Scan the listing below for lines with "once" in them. Give their number and nothing more.

━━ Provided entries

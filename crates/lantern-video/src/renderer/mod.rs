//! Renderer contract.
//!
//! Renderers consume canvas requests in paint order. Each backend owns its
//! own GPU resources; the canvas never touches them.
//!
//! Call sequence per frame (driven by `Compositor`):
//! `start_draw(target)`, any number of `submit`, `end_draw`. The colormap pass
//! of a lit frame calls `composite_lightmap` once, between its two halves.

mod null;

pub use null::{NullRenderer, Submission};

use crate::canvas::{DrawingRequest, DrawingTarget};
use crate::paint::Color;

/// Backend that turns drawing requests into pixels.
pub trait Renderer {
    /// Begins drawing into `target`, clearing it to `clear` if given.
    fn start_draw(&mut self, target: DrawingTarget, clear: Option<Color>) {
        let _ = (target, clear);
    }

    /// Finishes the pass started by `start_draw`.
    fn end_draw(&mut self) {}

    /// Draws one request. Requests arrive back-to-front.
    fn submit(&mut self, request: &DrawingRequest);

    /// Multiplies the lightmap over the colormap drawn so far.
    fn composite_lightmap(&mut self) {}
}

━━━━
━━ Provided entries

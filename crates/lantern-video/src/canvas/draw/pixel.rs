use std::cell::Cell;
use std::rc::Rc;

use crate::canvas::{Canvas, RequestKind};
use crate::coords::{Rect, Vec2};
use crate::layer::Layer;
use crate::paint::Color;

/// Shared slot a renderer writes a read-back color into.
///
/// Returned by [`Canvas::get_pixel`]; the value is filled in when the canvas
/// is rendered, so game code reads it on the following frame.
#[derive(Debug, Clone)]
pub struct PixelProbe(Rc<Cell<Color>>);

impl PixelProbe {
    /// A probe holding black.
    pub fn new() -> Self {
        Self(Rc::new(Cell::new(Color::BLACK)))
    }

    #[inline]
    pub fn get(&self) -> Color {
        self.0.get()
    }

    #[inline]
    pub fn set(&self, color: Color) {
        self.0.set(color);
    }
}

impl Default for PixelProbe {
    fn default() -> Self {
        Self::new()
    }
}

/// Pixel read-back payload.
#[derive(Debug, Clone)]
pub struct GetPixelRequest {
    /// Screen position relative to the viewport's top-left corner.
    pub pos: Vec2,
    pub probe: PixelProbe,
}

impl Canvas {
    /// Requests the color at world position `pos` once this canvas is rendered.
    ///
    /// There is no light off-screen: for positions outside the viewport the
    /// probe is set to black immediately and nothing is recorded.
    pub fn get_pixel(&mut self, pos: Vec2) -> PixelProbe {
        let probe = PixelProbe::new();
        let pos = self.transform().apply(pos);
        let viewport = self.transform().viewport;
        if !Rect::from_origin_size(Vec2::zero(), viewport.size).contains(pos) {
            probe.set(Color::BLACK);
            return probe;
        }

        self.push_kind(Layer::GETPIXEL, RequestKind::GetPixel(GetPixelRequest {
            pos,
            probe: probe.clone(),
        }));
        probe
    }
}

━━━━

Response box:
2